### SOURCE DATA
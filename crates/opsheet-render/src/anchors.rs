//! Anchor-cell arena.
//!
//! "Set once, reference everywhere": repeated values (pause, worker, posting
//! date, duration, confirmation anchors) live in exactly one literal cell and
//! every structurally-equivalent cell references it. The table is built in
//! one pass over the flattened row list before any formula is emitted, so
//! first-occurrence detection is deterministic and spans chained entries.

use std::collections::HashMap;

use opsheet_core::MirrorError;

/// Identity of an anchor cell
#[derive(Clone, Copy, Debug, PartialEq, Eq, Hash)]
pub enum AnchorKey {
    /// First row of a worker slot across the whole history
    Worker(usize),
    /// First row overall; every row shares one posting date
    PostingDate,
    /// First row of an operation group within an entry
    Duration { entry: usize, ordinal: u32 },
    /// First worker-row of an operation within an entry
    Pause { entry: usize, ordinal: u32 },
    /// First row of an entry (auto confirmation numbering)
    PdtvEntry { entry: usize },
    /// First worker-row of an operation (manual confirmation numbering)
    PdtvOp { entry: usize, ordinal: u32 },
}

/// Anchor cells keyed by identity, holding the owning data-row index
#[derive(Debug, Default)]
pub struct AnchorTable {
    map: HashMap<AnchorKey, usize>,
}

impl AnchorTable {
    pub fn new() -> Self {
        Self::default()
    }

    /// Claim the anchor for `row`. The first registration per key wins;
    /// later rows for the same key become references.
    pub fn register(&mut self, key: AnchorKey, row: usize) {
        self.map.entry(key).or_insert(row);
    }

    /// Data-row index of the anchor. A missing anchor means the row set
    /// arrived without the structural metadata the mirror depends on; that
    /// is fatal rather than guessed around.
    pub fn anchor(&self, key: AnchorKey, row: usize) -> Result<usize, MirrorError> {
        self.map.get(&key).copied().ok_or(MirrorError::MetadataGap {
            row,
            what: format!("no anchor registered for {key:?}"),
        })
    }

    /// Does `row` own the anchor cell for `key`?
    pub fn is_anchor(&self, key: AnchorKey, row: usize) -> bool {
        self.map.get(&key) == Some(&row)
    }
}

### ACTIVITY
Set down each line of the material verbatim, from the first line through the line that contains "literal cell and".

### YOUR RESPONSE
filename crates/opsheet-render/src/anchors.rs
//! Anchor-cell arena.
//!
//! "Set once, reference everywhere": repeated values (pause, worker, posting
//! date, duration, confirmation anchors) live in exactly one literal cell and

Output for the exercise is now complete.